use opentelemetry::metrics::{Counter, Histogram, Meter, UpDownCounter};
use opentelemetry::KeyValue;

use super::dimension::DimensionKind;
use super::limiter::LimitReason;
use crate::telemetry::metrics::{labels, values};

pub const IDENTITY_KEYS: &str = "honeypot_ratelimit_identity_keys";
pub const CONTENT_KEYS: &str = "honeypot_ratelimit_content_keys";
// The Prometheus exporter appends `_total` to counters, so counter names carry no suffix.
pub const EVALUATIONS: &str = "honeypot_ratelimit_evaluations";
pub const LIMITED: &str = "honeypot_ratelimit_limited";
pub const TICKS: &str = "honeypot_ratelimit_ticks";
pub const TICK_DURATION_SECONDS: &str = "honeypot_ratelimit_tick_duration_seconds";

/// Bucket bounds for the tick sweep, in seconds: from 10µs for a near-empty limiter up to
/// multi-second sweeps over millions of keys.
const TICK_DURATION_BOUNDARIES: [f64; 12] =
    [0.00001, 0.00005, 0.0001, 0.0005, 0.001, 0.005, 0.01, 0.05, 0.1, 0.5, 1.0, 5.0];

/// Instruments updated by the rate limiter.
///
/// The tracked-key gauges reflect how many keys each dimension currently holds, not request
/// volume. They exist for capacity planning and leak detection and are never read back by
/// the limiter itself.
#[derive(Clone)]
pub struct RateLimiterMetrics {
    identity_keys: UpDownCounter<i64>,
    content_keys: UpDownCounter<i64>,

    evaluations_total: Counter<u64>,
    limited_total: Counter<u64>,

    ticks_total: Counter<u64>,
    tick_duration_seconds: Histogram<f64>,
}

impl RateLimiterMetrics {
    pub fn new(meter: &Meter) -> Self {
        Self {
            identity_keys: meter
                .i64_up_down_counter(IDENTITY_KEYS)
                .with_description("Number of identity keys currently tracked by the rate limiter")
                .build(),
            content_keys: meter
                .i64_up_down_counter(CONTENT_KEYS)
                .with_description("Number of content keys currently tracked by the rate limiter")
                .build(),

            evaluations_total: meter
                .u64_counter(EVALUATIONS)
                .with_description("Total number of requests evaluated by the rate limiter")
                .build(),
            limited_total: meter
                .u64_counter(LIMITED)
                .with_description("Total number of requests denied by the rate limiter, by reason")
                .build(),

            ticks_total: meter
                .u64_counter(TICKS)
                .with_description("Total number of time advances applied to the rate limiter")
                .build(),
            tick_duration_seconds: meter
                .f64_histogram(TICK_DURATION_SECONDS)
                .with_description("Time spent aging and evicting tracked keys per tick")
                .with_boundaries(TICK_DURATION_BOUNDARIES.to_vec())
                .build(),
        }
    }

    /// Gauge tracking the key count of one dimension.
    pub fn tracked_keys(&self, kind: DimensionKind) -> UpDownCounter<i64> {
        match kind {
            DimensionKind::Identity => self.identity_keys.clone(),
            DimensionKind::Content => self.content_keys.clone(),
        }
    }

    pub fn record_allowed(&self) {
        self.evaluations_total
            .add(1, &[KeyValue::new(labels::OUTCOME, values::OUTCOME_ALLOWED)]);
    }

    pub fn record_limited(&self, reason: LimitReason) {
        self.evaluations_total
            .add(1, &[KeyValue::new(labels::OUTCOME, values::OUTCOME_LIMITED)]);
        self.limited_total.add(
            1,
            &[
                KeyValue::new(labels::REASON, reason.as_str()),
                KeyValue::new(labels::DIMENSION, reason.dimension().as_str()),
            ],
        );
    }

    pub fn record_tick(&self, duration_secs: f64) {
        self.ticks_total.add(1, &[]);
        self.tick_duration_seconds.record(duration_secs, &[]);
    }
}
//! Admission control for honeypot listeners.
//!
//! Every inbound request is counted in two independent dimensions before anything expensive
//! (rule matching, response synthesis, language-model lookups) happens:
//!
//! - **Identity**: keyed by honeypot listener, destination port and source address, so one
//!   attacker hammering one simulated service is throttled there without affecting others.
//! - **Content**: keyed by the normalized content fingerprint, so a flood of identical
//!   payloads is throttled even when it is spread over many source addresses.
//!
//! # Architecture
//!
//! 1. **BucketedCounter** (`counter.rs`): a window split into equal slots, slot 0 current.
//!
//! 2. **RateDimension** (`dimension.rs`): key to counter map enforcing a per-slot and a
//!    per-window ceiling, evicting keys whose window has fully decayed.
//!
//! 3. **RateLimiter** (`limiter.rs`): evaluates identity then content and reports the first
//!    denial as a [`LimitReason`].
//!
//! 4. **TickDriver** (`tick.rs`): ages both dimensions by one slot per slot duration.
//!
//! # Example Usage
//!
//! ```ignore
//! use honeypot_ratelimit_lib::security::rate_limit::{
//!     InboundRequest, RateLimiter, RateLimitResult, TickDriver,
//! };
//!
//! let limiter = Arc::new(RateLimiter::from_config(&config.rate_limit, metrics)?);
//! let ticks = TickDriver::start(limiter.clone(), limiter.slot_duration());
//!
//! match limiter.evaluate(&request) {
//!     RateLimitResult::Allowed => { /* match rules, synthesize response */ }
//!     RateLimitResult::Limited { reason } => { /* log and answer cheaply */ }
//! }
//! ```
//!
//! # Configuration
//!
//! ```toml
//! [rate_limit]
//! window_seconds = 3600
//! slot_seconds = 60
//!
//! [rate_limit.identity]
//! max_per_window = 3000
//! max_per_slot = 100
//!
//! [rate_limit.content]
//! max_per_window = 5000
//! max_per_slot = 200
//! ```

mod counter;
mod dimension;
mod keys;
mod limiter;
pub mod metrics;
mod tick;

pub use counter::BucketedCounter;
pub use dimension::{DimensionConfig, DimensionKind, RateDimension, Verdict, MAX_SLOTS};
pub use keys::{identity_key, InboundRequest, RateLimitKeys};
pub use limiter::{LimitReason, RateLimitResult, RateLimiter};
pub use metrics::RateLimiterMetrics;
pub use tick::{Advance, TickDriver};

★ ★ ★ ★

Work order
How many lines of the material contain the string "values"? Answer with that number alone.

Response
3